A picture of Minster Street, c. 1870

In May 1289, there was uncertainty about the future of Margaret, Maid of Norway, and her father sent ambassadors to Edward I. Edward met Robert the Bruce and others at Salisbury in October 1289, which resulted in the Treaty of Salisbury, under which Margaret would be sent to Scotland before 1 November 1290 and any agreement on her future marriage would be delayed until she was in Scotland.[29]

The Parliament of England met at New Sarum in the years 1324, 1328, and 1384.[30]

In 1450, a number of riots broke out in Salisbury at roughly the same time as Jack Cade led a famous rebellion through London. The riots occurred for related reasons, although the declining fortunes of Salisbury's cloth trade may also have been influential. The violence peaked with the murder of the bishop, William Ayscough, who been involved with the government. In 1483, a large-scale rebellion against Richard III broke out, led by his own 'kingmaker', Henry Stafford, 2nd Duke of Buckingham. After the revolt collapsed, Buckingham was executed at Salisbury, near the Bull's Head Inn. In 1664, an act for making the River Avon navigable from Christchurch to the city of New Sarum was passed[31] and the work completed, only for the project to be ruined shortly thereafter by a major flood.[32] Soon after, during the Great Plague of London, Charles II held court in Salisbury's cathedral close.

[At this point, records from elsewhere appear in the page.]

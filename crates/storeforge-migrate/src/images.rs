//! Image downloader: re-uploads a product's external image URLs through the
//! image-processing capability in fixed-size concurrent batches.
//!
//! Fire-and-continue: every image is attempted independently, one failure
//! never aborts the batch or the product, and each outcome keeps the
//! position carried by the original record — positions are never inferred
//! after the fact.

use thiserror::Error;

use storeforge_core::MigrationImage;

/// Images fetched concurrently per batch.
pub const IMAGE_BATCH_SIZE: usize = 3;

/// Failure from the image-processing capability for one image.
#[derive(Debug, Error)]
#[error("{0}")]
pub struct ImageUploadError(pub String);

/// The external fetch+resize+store capability for product images.
pub trait ImageStore {
    fn upload_from_url(
        &self,
        store_id: i64,
        product_id: i64,
        url: &str,
        position: i32,
    ) -> impl std::future::Future<Output = Result<(), ImageUploadError>> + Send;
}

/// Result for one image: its original position, the source URL, and the
/// error message if the upload failed.
#[derive(Debug)]
pub struct ImageOutcome {
    pub position: i32,
    pub url: String,
    pub error: Option<String>,
}

impl ImageOutcome {
    #[must_use]
    pub fn succeeded(&self) -> bool {
        self.error.is_none()
    }
}

/// Processes one product's images in order, [`IMAGE_BATCH_SIZE`] at a time.
/// Returns one outcome per image, in input order.
pub async fn download_product_images<S: ImageStore + Sync>(
    store: &S,
    store_id: i64,
    product_id: i64,
    images: &[MigrationImage],
) -> Vec<ImageOutcome> {
    let mut outcomes = Vec::with_capacity(images.len());

    for batch in images.chunks(IMAGE_BATCH_SIZE) {
        let attempts = batch.iter().map(|image| async move {
            match store
                .upload_from_url(store_id, product_id, &image.url, image.position)
                .await
            {
                Ok(()) => ImageOutcome {
                    position: image.position,
                    url: image.url.clone(),
                    error: None,
                },
                Err(error) => {
                    tracing::warn!(
                        product_id,
                        url = %image.url,
                        position = image.position,
                        error = %error,
                        "image upload failed — continuing"
                    );
                    ImageOutcome {
                        position: image.position,
                        url: image.url.clone(),
                        error: Some(error.to_string()),
                    }
                }
            }
        });

        outcomes.extend(futures::future::join_all(attempts).await);
    }

    outcomes
}
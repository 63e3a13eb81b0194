//! The store-side entity-creation capability the pipeline writes through,
//! plus the Postgres-backed adapter.
//!
//! The trait mirrors the platform's internal creation surface; tests swap in
//! in-memory fakes, production uses [`PgCatalog`].

use sqlx::PgPool;
use thiserror::Error;

use storeforge_core::{MigrationCoupon, MigrationCustomer, MigrationOrder, MigrationProduct};
use storeforge_db::DbError;

use crate::images::{ImageStore, ImageUploadError};

/// Failure creating an internal entity. Carries the message only — the
/// pipeline logs it against the record and moves on.
#[derive(Debug, Error)]
#[error("{0}")]
pub struct CatalogError(pub String);

impl From<DbError> for CatalogError {
    fn from(err: DbError) -> Self {
        CatalogError(err.to_string())
    }
}

/// Internal entity creation: each call returns the generated internal id.
pub trait StoreCatalog {
    fn create_product(
        &self,
        store_id: i64,
        product: &MigrationProduct,
    ) -> impl std::future::Future<Output = Result<i64, CatalogError>> + Send;

    fn create_collection(
        &self,
        store_id: i64,
        name: &str,
        description: Option<&str>,
        product_ids: &[i64],
    ) -> impl std::future::Future<Output = Result<i64, CatalogError>> + Send;

    fn create_customer(
        &self,
        store_id: i64,
        customer: &MigrationCustomer,
    ) -> impl std::future::Future<Output = Result<i64, CatalogError>> + Send;

    fn create_coupon(
        &self,
        store_id: i64,
        coupon: &MigrationCoupon,
    ) -> impl std::future::Future<Output = Result<i64, CatalogError>> + Send;

    fn create_order(
        &self,
        store_id: i64,
        order: &MigrationOrder,
        customer_id: Option<i64>,
        item_product_ids: &[Option<i64>],
    ) -> impl std::future::Future<Output = Result<i64, CatalogError>> + Send;

    /// Removes the demo products seeded into a new store. Returns the count
    /// removed. Runs at most once per migration, gated on an empty product
    /// ID map.
    fn delete_seed_products(
        &self,
        store_id: i64,
    ) -> impl std::future::Future<Output = Result<u64, CatalogError>> + Send;
}

/// Postgres-backed catalog writer.
#[derive(Clone)]
pub struct PgCatalog {
    pool: PgPool,
}

impl PgCatalog {
    #[must_use]
    pub fn new(pool: PgPool) -> Self {
        Self { pool }
    }
}

impl StoreCatalog for PgCatalog {
    async fn create_product(
        &self,
        store_id: i64,
        product: &MigrationProduct,
    ) -> Result<i64, CatalogError> {
        Ok(storeforge_db::create_product(&self.pool, store_id, product).await?)
    }

    async fn create_collection(
        &self,
        store_id: i64,
        name: &str,
        description: Option<&str>,
        product_ids: &[i64],
    ) -> Result<i64, CatalogError> {
        Ok(
            storeforge_db::create_collection(&self.pool, store_id, name, description, product_ids)
                .await?,
        )
    }

    async fn create_customer(
        &self,
        store_id: i64,
        customer: &MigrationCustomer,
    ) -> Result<i64, CatalogError> {
        Ok(storeforge_db::create_customer(&self.pool, store_id, customer).await?)
    }

    async fn create_coupon(
        &self,
        store_id: i64,
        coupon: &MigrationCoupon,
    ) -> Result<i64, CatalogError> {
        Ok(storeforge_db::create_coupon(&self.pool, store_id, coupon).await?)
    }

    async fn create_order(
        &self,
        store_id: i64,
        order: &MigrationOrder,
        customer_id: Option<i64>,
        item_product_ids: &[Option<i64>],
    ) -> Result<i64, CatalogError> {
        Ok(storeforge_db::create_order(
            &self.pool,
            store_id,
            order,
            customer_id,
            item_product_ids,
        )
        .await?)
    }

    async fn delete_seed_products(&self, store_id: i64) -> Result<u64, CatalogError> {
        Ok(storeforge_db::delete_seed_products(&self.pool, store_id).await?)
    }
}

/// Store-side image adapter: the fetch/resize/store work happens inside the
/// image-processing service; this records the re-hosted reference against
/// the product.
#[derive(Clone)]
pub struct PgImageStore {
    pool: PgPool,
}

impl PgImageStore {
    #[must_use]
    pub fn new(pool: PgPool) -> Self {
        Self { pool }
    }
}

impl ImageStore for PgImageStore {
    async fn upload_from_url(
        &self,
        _store_id: i64,
        product_id: i64,
        url: &str,
        position: i32,
    ) -> Result<(), ImageUploadError> {
        storeforge_db::record_product_image(&self.pool, product_id, url, position)
            .await
            .map_err(|e| ImageUploadError(e.to_string()))
    }
}
//! Shopify OAuth connector: authorization URL construction, HMAC validation
//! of the callback, and the code-for-token exchange.
//!
//! Shopify grants offline (non-expiring) access tokens by default, so there
//! is no refresh flow. Exchange failures are not transient and are never
//! retried; the pipeline surfaces them as a migration-level auth failure.

use std::time::Duration;

use hmac::{Hmac, Mac};
use percent_encoding::{utf8_percent_encode, NON_ALPHANUMERIC};
use rand::distr::{Alphanumeric, SampleString};
use reqwest::Client;
use serde::Deserialize;
use serde_json::json;
use sha2::Sha256;
use subtle::ConstantTimeEq;

use crate::error::ShopifyError;

type HmacSha256 = Hmac<Sha256>;

/// Scopes requested for a migration connection: read-only access to the
/// resources the pipeline imports.
pub const OAUTH_SCOPES: &str =
    "read_products,read_product_listings,read_customers,read_orders,read_discounts";

/// Token exchange response. Offline tokens carry no expiry.
#[derive(Debug, Deserialize)]
pub struct ShopifyTokenResponse {
    pub access_token: String,
    #[serde(default)]
    pub scope: Option<String>,
}

/// OAuth client for the Shopify partner app.
pub struct ShopifyOAuthClient {
    client: Client,
    client_id: String,
    client_secret: String,
    /// Test hook: replaces `https://{shop}/admin/oauth/access_token`.
    token_endpoint_override: Option<String>,
}

impl ShopifyOAuthClient {
    /// Creates an OAuth client from the app credentials.
    ///
    /// # Errors
    ///
    /// Returns [`ShopifyError::Http`] if the underlying `reqwest::Client`
    /// cannot be constructed.
    pub fn new(
        client_id: &str,
        client_secret: &str,
        timeout_secs: u64,
    ) -> Result<Self, ShopifyError> {
        let client = Client::builder()
            .timeout(Duration::from_secs(timeout_secs))
            .connect_timeout(Duration::from_secs(10))
            .user_agent("storeforge/0.1 (store-migration)")
            .build()?;

        Ok(Self {
            client,
            client_id: client_id.to_owned(),
            client_secret: client_secret.to_owned(),
            token_endpoint_override: None,
        })
    }

    /// Points the token exchange at a custom endpoint (for wiremock tests).
    #[must_use]
    pub fn with_token_endpoint(mut self, endpoint: &str) -> Self {
        self.token_endpoint_override = Some(endpoint.to_owned());
        self
    }

    /// Builds the merchant-facing authorization URL.
    ///
    /// Offline access is Shopify's default grant, so no `grant_options` are
    /// requested.
    #[must_use]
    pub fn authorize_url(&self, shop_domain: &str, redirect_uri: &str, state: &str) -> String {
        format!(
            "https://{shop_domain}/admin/oauth/authorize?client_id={}&scope={}&redirect_uri={}&state={}",
            encode(&self.client_id),
            encode(OAUTH_SCOPES),
            encode(redirect_uri),
            encode(state),
        )
    }

    /// Validates the HMAC-SHA256 signature Shopify appends to callback query
    /// strings.
    ///
    /// The message is every query parameter except `hmac`, sorted by key and
    /// joined as `key=value&…`; the digest is compared against the provided
    /// hex in constant time.
    ///
    /// # Errors
    ///
    /// Returns [`ShopifyError::InvalidHmac`] if the `hmac` parameter is
    /// absent, not valid hex, or does not match.
    pub fn validate_callback_hmac(&self, params: &[(String, String)]) -> Result<(), ShopifyError> {
        let provided_hex = params
            .iter()
            .find(|(key, _)| key == "hmac")
            .map(|(_, value)| value.as_str())
            .ok_or(ShopifyError::InvalidHmac)?;
        let provided = hex::decode(provided_hex).map_err(|_| ShopifyError::InvalidHmac)?;

        let mut rest: Vec<&(String, String)> =
            params.iter().filter(|(key, _)| key != "hmac").collect();
        rest.sort_by(|a, b| a.0.cmp(&b.0));

        let message = rest
            .iter()
            .map(|(key, value)| format!("{key}={value}"))
            .collect::<Vec<_>>()
            .join("&");

        let mut mac = HmacSha256::new_from_slice(self.client_secret.as_bytes())
            .map_err(|_| ShopifyError::InvalidHmac)?;
        mac.update(message.as_bytes());
        let computed = mac.finalize().into_bytes();

        if computed.ct_eq(provided.as_slice()).into() {
            Ok(())
        } else {
            Err(ShopifyError::InvalidHmac)
        }
    }

    /// Exchanges the callback `code` for a permanent offline access token.
    ///
    /// # Errors
    ///
    /// Returns [`ShopifyError::OAuthExchange`] on any non-2xx response (not
    /// retried — OAuth failures are not transient), [`ShopifyError::Http`] on
    /// network failure, or [`ShopifyError::Deserialize`] on an unexpected
    /// body.
    pub async fn exchange_code(
        &self,
        shop_domain: &str,
        code: &str,
    ) -> Result<ShopifyTokenResponse, ShopifyError> {
        let endpoint = self.token_endpoint_override.clone().unwrap_or_else(|| {
            format!("https://{shop_domain}/admin/oauth/access_token")
        });

        let response = self
            .client
            .post(&endpoint)
            .json(&json!({
                "client_id": self.client_id,
                "client_secret": self.client_secret,
                "code": code,
            }))
            .send()
            .await?;

        let status = response.status();
        if !status.is_success() {
            let body = response.text().await.unwrap_or_default();
            return Err(ShopifyError::OAuthExchange {
                status: status.as_u16(),
                body,
            });
        }

        let body = response.text().await?;
        serde_json::from_str(&body).map_err(|e| ShopifyError::Deserialize {
            context: "access token exchange".to_string(),
            source: e,
        })
    }
}

/// Generates a random URL-safe state value for the OAuth round trip.
#[must_use]
pub fn random_state() -> String {
    Alphanumeric.sample_string(&mut rand::rng(), 32)
}

fn encode(value: &str) -> String {
    utf8_percent_encode(value, NON_ALPHANUMERIC).to_string()
}
//! Integration tests for the `store_migrations` progress store.

use sqlx::PgPool;

use storeforge_core::{
    MigrationConfig, MigrationCounters, MigrationErrorEntry, MigrationErrorKind, MigrationPhase,
    MigrationStatus, Platform,
};
use storeforge_db::{DbError, NewMigration};

async fn seed(pool: &PgPool) -> i64 {
    let row = storeforge_db::create_migration(
        pool,
        &NewMigration {
            store_id: 1,
            platform: Platform::Shopify,
            source_shop_id: "acme.myshopify.com".to_string(),
            source_shop_name: Some("Acme".to_string()),
            access_token_ciphertext: "ct".to_string(),
            refresh_token_ciphertext: None,
            token_expires_at: None,
            config: MigrationConfig::default(),
        },
    )
    .await
    .expect("create migration");
    row.id
}

#[sqlx::test(migrations = "../../migrations")]
async fn create_starts_connected_with_zeroed_counters(pool: PgPool) {
    let id = seed(&pool).await;
    let row = storeforge_db::get_migration(&pool, id).await.expect("row");

    assert_eq!(row.status, "connected");
    assert_eq!(row.counters(), MigrationCounters::default());
    assert!(row.started_at.is_none());
    assert!(row.completed_at.is_none());
    assert_eq!(row.version, 0);
    assert!(row.id_map(MigrationPhase::Products).is_empty());
    assert!(row.error_entries().is_empty());
    assert!(row.parsed_config().expect("config").import_products);
}

#[sqlx::test(migrations = "../../migrations")]
async fn claim_transitions_to_running_and_stamps_started_at(pool: PgPool) {
    let id = seed(&pool).await;
    let row = storeforge_db::claim_for_run(&pool, id).await.expect("claim");

    assert_eq!(row.status, "running");
    assert!(row.started_at.is_some());
}

#[sqlx::test(migrations = "../../migrations")]
async fn claim_refuses_a_running_migration(pool: PgPool) {
    let id = seed(&pool).await;
    storeforge_db::claim_for_run(&pool, id).await.expect("claim");

    let second = storeforge_db::claim_for_run(&pool, id).await;
    assert!(
        matches!(second, Err(DbError::NotClaimable { status, .. }) if status == "running"),
        "second claim must lose the lease"
    );
}

#[sqlx::test(migrations = "../../migrations")]
async fn claim_resumes_paused_and_cancelled(pool: PgPool) {
    let id = seed(&pool).await;
    storeforge_db::claim_for_run(&pool, id).await.expect("claim");

    for status in [MigrationStatus::Paused, MigrationStatus::Cancelled] {
        storeforge_db::set_status(&pool, id, status)
            .await
            .expect("set status");
        let row = storeforge_db::claim_for_run(&pool, id).await.expect("reclaim");
        assert_eq!(row.status, "running");
    }
}

#[sqlx::test(migrations = "../../migrations")]
async fn terminal_status_stamps_completed_at(pool: PgPool) {
    let id = seed(&pool).await;
    storeforge_db::claim_for_run(&pool, id).await.expect("claim");
    storeforge_db::set_status(&pool, id, MigrationStatus::Completed)
        .await
        .expect("complete");

    let row = storeforge_db::get_migration(&pool, id).await.expect("row");
    assert_eq!(row.status, "completed");
    assert!(row.completed_at.is_some());
    assert!(row.parsed_status().expect("status").is_terminal());
}

#[sqlx::test(migrations = "../../migrations")]
async fn flush_progress_writes_absolute_counters_and_bumps_version(pool: PgPool) {
    let id = seed(&pool).await;

    let counters = MigrationCounters {
        total_products: 10,
        migrated_products: 3,
        failed_products: 1,
        ..MigrationCounters::default()
    };

    let version = storeforge_db::flush_progress(
        &pool,
        id,
        &counters,
        Some(MigrationPhase::Products),
        Some("cursor-abc"),
        0,
    )
    .await
    .expect("flush");
    assert_eq!(version, 1);

    let row = storeforge_db::get_migration(&pool, id).await.expect("row");
    assert_eq!(row.total_products, 10);
    assert_eq!(row.migrated_products, 3);
    assert_eq!(row.failed_products, 1);
    assert_eq!(row.last_phase.as_deref(), Some("products"));
    assert_eq!(row.last_cursor.as_deref(), Some("cursor-abc"));
    assert_eq!(row.version, 1);
}

#[sqlx::test(migrations = "../../migrations")]
async fn flush_progress_with_stale_version_is_a_conflict(pool: PgPool) {
    let id = seed(&pool).await;
    let counters = MigrationCounters::default();

    storeforge_db::flush_progress(&pool, id, &counters, None, None, 0)
        .await
        .expect("first flush");

    let stale = storeforge_db::flush_progress(&pool, id, &counters, None, None, 0).await;
    assert!(
        matches!(
            stale,
            Err(DbError::VersionConflict {
                expected_version: 0,
                ..
            })
        ),
        "stale flush must not silently win, got: {stale:?}"
    );
}

#[sqlx::test(migrations = "../../migrations")]
async fn append_error_keeps_only_the_last_hundred(pool: PgPool) {
    let id = seed(&pool).await;

    for n in 0..150 {
        let entry = MigrationErrorEntry::new(MigrationErrorKind::Product, format!("error {n}"));
        storeforge_db::append_error(&pool, id, &entry)
            .await
            .expect("append");
    }

    let row = storeforge_db::get_migration(&pool, id).await.expect("row");
    let errors = row.error_entries();
    assert_eq!(errors.len(), 100);
    // Oldest dropped first: entries 50..150 remain, in append order.
    assert_eq!(errors[0].message, "error 50");
    assert_eq!(errors[99].message, "error 149");
}

#[sqlx::test(migrations = "../../migrations")]
async fn merge_id_map_entry_accumulates_per_phase(pool: PgPool) {
    let id = seed(&pool).await;

    storeforge_db::merge_id_map_entry(&pool, id, MigrationPhase::Products, "111", 1)
        .await
        .expect("merge");
    storeforge_db::merge_id_map_entry(&pool, id, MigrationPhase::Products, "222", 2)
        .await
        .expect("merge");
    storeforge_db::merge_id_map_entry(&pool, id, MigrationPhase::Customers, "900", 9)
        .await
        .expect("merge");

    let products = storeforge_db::fetch_id_map(&pool, id, MigrationPhase::Products)
        .await
        .expect("fetch");
    assert_eq!(products.len(), 2);
    assert_eq!(products.get("111"), Some(&1));
    assert_eq!(products.get("222"), Some(&2));

    let customers = storeforge_db::fetch_id_map(&pool, id, MigrationPhase::Customers)
        .await
        .expect("fetch");
    assert_eq!(customers.len(), 1);

    // Re-merging the same key overwrites rather than duplicating.
    storeforge_db::merge_id_map_entry(&pool, id, MigrationPhase::Products, "111", 5)
        .await
        .expect("merge");
    let products = storeforge_db::fetch_id_map(&pool, id, MigrationPhase::Products)
        .await
        .expect("fetch");
    assert_eq!(products.len(), 2);
    assert_eq!(products.get("111"), Some(&5));
}

#[sqlx::test(migrations = "../../migrations")]
async fn latest_migration_wins_over_older_attempts(pool: PgPool) {
    let first = seed(&pool).await;
    let second = seed(&pool).await;

    let latest = storeforge_db::latest_migration_for_store(&pool, 1)
        .await
        .expect("query")
        .expect("row");
    assert_eq!(latest.id, second);
    assert_ne!(latest.id, first);

    // Older rows are audit history, never deleted.
    let older = storeforge_db::get_migration(&pool, first).await;
    assert!(older.is_ok());
}

#[sqlx::test(migrations = "../../migrations")]
async fn update_tokens_replaces_ciphertexts(pool: PgPool) {
    let id = seed(&pool).await;
    let expiry = chrono::Utc::now() + chrono::Duration::hours(1);

    storeforge_db::update_tokens(&pool, id, "new-access-ct", Some("new-refresh-ct"), Some(expiry))
        .await
        .expect("update");

    let row = storeforge_db::get_migration(&pool, id).await.expect("row");
    assert_eq!(row.access_token, "new-access-ct");
    assert_eq!(row.refresh_token.as_deref(), Some("new-refresh-ct"));
    assert!(row.token_expires_at.is_some());
}
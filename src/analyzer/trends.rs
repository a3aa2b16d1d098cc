use crate::model::{DateWindow, PerformanceRow, TrafficTrend, TrendDirection, Volatility};
use chrono::NaiveDate;
use std::collections::BTreeMap;

const TREND_BAND_PCT: f64 = 10.0;
const VOLATILITY_WINDOW: usize = 7;

/// Site-wide click trend between the two windows, plus day-to-day volatility.
pub fn traffic_trend(
    rows: &[PerformanceRow],
    window_a: &DateWindow,
    window_b: &DateWindow,
) -> TrafficTrend {
    let clicks_in = |w: &DateWindow| -> u64 {
        rows.iter()
            .filter(|r| w.contains(r.date))
            .fold(0u64, |acc, r| acc.saturating_add(r.clicks))
    };
    let before = clicks_in(window_a) as f64;
    let after = clicks_in(window_b) as f64;

    let growth_rate_pct = if before > 0.0 {
        (after - before) / before * 100.0
    } else {
        0.0
    };
    let direction = if growth_rate_pct > TREND_BAND_PCT {
        TrendDirection::Growing
    } else if growth_rate_pct < -TREND_BAND_PCT {
        TrendDirection::Declining
    } else {
        TrendDirection::Stable
    };

    TrafficTrend {
        direction,
        growth_rate_pct,
        volatility: volatility(&daily_clicks(rows)),
    }
}

fn daily_clicks(rows: &[PerformanceRow]) -> Vec<f64> {
    let mut days: BTreeMap<NaiveDate, u64> = BTreeMap::new();
    for row in rows {
        let day = days.entry(row.date).or_default();
        *day = day.saturating_add(row.clicks);
    }
    days.into_values().map(|c| c as f64).collect()
}

/// Mean absolute deviation from the trailing 7-day average, relative to mean daily clicks.
fn volatility(daily: &[f64]) -> Volatility {
    if daily.len() <= VOLATILITY_WINDOW {
        return Volatility::Low;
    }
    let mean = daily.iter().sum::<f64>() / daily.len() as f64;
    if mean == 0.0 {
        return Volatility::Low;
    }

    let averages = moving_average(daily, VOLATILITY_WINDOW);
    let deviations: Vec<f64> = daily[VOLATILITY_WINDOW - 1..]
        .iter()
        .zip(&averages)
        .map(|(value, avg)| (value - avg).abs())
        .collect();
    let ratio = deviations.iter().sum::<f64>() / deviations.len() as f64 / mean;

    if ratio > 0.3 {
        Volatility::High
    } else if ratio > 0.15 {
        Volatility::Medium
    } else {
        Volatility::Low
    }
}

/// Calculates the moving average of a slice of data with the given window size.
fn moving_average(data: &[f64], window_size: usize) -> Vec<f64> {
    if window_size == 0 || data.len() < window_size {
        return Vec::new();
    }
    data.windows(window_size)
        .map(|window| window.iter().sum::<f64>() / window_size as f64)
        .collect()
}
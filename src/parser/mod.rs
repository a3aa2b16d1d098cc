pub mod gsc_parser;

pub use gsc_parser::SearchAnalyticsParser;
pub mod sqlite;

pub use sqlite::{SqliteStorage, StoredRun};
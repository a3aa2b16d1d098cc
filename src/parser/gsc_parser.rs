// Search Console `searchanalytics.query` response parsing
use crate::model::{ParserError, RawRow};
use serde::Deserialize;
use std::fs;
use std::path::Path;
use tracing::{debug, info};

pub trait Parser {
    fn parse(&self, body: &str) -> Result<Vec<RawRow>, ParserError>;
}

#[derive(Debug, Deserialize)]
struct SearchAnalyticsResponse {
    #[serde(default)]
    rows: Vec<SearchAnalyticsRow>,
}

#[derive(Debug, Deserialize)]
struct SearchAnalyticsRow {
    #[serde(default)]
    keys: Vec<String>,
    clicks: Option<f64>,
    impressions: Option<f64>,
    ctr: Option<f64>,
    position: Option<f64>,
}

#[derive(Debug, Clone, Copy, PartialEq, Eq)]
pub enum Dimension {
    Query,
    Page,
    Date,
    Device,
}

impl Dimension {
    fn from_name(name: &str) -> Result<Self, ParserError> {
        match name.to_lowercase().as_str() {
            "query" => Ok(Dimension::Query),
            "page" => Ok(Dimension::Page),
            "date" => Ok(Dimension::Date),
            "device" => Ok(Dimension::Device),
            _ => Err(ParserError::UnsupportedDimension(name.to_string())),
        }
    }
}

/// Maps the positional `keys` array of each response row onto the dimensions
/// the request was made with. Device rows are left split; the normalizer
/// folds them after validating each one.
pub struct SearchAnalyticsParser {
    dimensions: Vec<Dimension>,
}

impl SearchAnalyticsParser {
    pub fn new(dimensions: &[String]) -> Result<Self, ParserError> {
        let dimensions = dimensions
            .iter()
            .map(|d| Dimension::from_name(d))
            .collect::<Result<Vec<_>, _>>()?;

        for (required, name) in [
            (Dimension::Query, "query"),
            (Dimension::Page, "page"),
            (Dimension::Date, "date"),
        ] {
            if !dimensions.contains(&required) {
                return Err(ParserError::MissingDimension(name));
            }
        }

        Ok(Self { dimensions })
    }

    pub fn parse_file(&self, path: impl AsRef<Path>) -> Result<Vec<RawRow>, ParserError> {
        let body = fs::read_to_string(path.as_ref())?;
        info!("Read {} bytes from {}", body.len(), path.as_ref().display());
        self.parse(&body)
    }

    fn map_row(&self, row: SearchAnalyticsRow) -> RawRow {
        let mut raw = RawRow {
            clicks: row.clicks,
            impressions: row.impressions,
            ctr: row.ctr,
            position: row.position,
            ..RawRow::default()
        };

        // A short or long keys array leaves fields empty for the normalizer to reject.
        if row.keys.len() != self.dimensions.len() {
            debug!(
                "Row has {} keys, expected {}",
                row.keys.len(),
                self.dimensions.len()
            );
            return raw;
        }

        for (dimension, value) in self.dimensions.iter().zip(row.keys) {
            match dimension {
                Dimension::Query => raw.query = Some(value),
                Dimension::Page => raw.page = Some(value),
                Dimension::Date => raw.date = Some(value),
                Dimension::Device => raw.device = Some(value),
            }
        }
        raw
    }
}

impl Parser for SearchAnalyticsParser {
    fn parse(&self, body: &str) -> Result<Vec<RawRow>, ParserError> {
        let response: SearchAnalyticsResponse = serde_json::from_str(body)?;
        let rows: Vec<RawRow> = response
            .rows
            .into_iter()
            .map(|row| self.map_row(row))
            .collect();
        debug!("Mapped {} rows", rows.len());
        Ok(rows)
    }
}
use crate::analyzer::aggregate::{ensure_valid, Totals};
use crate::model::{AnalysisError, DeviceComparison, DeviceGap, DeviceTotals, PerformanceRow};
use std::collections::BTreeMap;

const MOBILE: &str = "MOBILE";
const DESKTOP: &str = "DESKTOP";
const MAX_GAP_PAGES: usize = 20;

/// Mobile vs desktop ranking per page, plus totals per device.
/// `rows` are the per-device rows before folding; rows without a device are ignored.
pub fn compare_devices(
    rows: &[PerformanceRow],
    gap_threshold: f64,
) -> Result<DeviceComparison, AnalysisError> {
    ensure_valid(rows)?;
    if !gap_threshold.is_finite() || gap_threshold <= 0.0 {
        return Err(AnalysisError::Configuration(format!(
            "gap_threshold must be positive, got {}",
            gap_threshold
        )));
    }

    let mut devices: BTreeMap<String, Totals> = BTreeMap::new();
    let mut pages: BTreeMap<&str, (Totals, Totals)> = BTreeMap::new();
    for row in rows {
        let Some(device) = &row.device else { continue };
        let device = device.to_uppercase();
        if device == MOBILE {
            pages.entry(row.page.as_str()).or_default().0.add(row);
        } else if device == DESKTOP {
            pages.entry(row.page.as_str()).or_default().1.add(row);
        }
        devices.entry(device).or_default().add(row);
    }

    let mut problematic_pages: Vec<DeviceGap> = pages
        .into_iter()
        .filter(|(_, (mobile, desktop))| mobile.impressions > 0 && desktop.impressions > 0)
        .map(|(page, (mobile, desktop))| DeviceGap {
            page: page.to_string(),
            mobile_position: mobile.avg_position(),
            desktop_position: desktop.avg_position(),
            position_gap: mobile.avg_position() - desktop.avg_position(),
            mobile_clicks: mobile.clicks,
            desktop_clicks: desktop.clicks,
        })
        .filter(|gap| gap.position_gap.abs() >= gap_threshold)
        .collect();

    problematic_pages.sort_by(|a, b| {
        b.position_gap
            .abs()
            .total_cmp(&a.position_gap.abs())
            .then_with(|| a.page.cmp(&b.page))
    });
    problematic_pages.truncate(MAX_GAP_PAGES);

    let device_summary = devices
        .into_iter()
        .map(|(device, t)| DeviceTotals {
            device,
            clicks: t.clicks,
            impressions: t.impressions,
            ctr: t.ctr(),
            position: t.avg_position(),
        })
        .collect();

    Ok(DeviceComparison {
        problematic_pages,
        device_summary,
    })
}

Salisbury was the site chosen to assemble James II's forces to resist the Glorious Revolution. He arrived to lead his approximately 19 000 men on 19 November 1688. His troops were not keen to fight Mary or her husband William, and the loyalty of many of James's commanders was in doubt. The first blood was shed at the Wincanton Skirmish, in Somerset. In Salisbury, James heard that some of his officers had deserted, such as Edward Hyde, and he broke out in a nosebleed, which he took as an omen that he should retreat. His commander in chief, the Earl of Feversham, advised retreat on 23 November, and the next day John Churchill defected to William. On 26 November, James's own daughter, Princess Anne, did the same, and James returned to London the same day, never again to be at the head of a serious military force in England.[33]

At the time of the 1948 Summer Olympics, held in London, a relay of runners carried the Olympic Flame from Wembley Stadium, where the Games were based, to the sailing centre at Torbay via Slough, Basingstoke, Salisbury, and Exeter.


The 1972 Local Government Act eliminated the administration of the City of New Sarum under its former charters, but its successor, Wiltshire County's Salisbury District, continued to be accorded its former city status. The name was finally formally amended from "New Sarum" to "Salisbury" during the 2009 changes occasioned by the 1992 Local Government Act, which established the Salisbury City Council.

On 4 March 2018, former Russian double agent Sergei Skripal and his daughter Yulia Skripal were poisoned in Salisbury with a Novichok nerve agent.[34]


Salisbury falls under two authorities created in 2009: Salisbury City Council and Wiltshire Council. It was once at the heart of the now defunct Salisbury District, which oversaw most of south Wiltshire as well as the city. When Wiltshire's local government was reorganised under a unitary authority in April 2009, Salisbury City Council was formed, although with fewer responsibilities than the former district council as it is now merely a parish.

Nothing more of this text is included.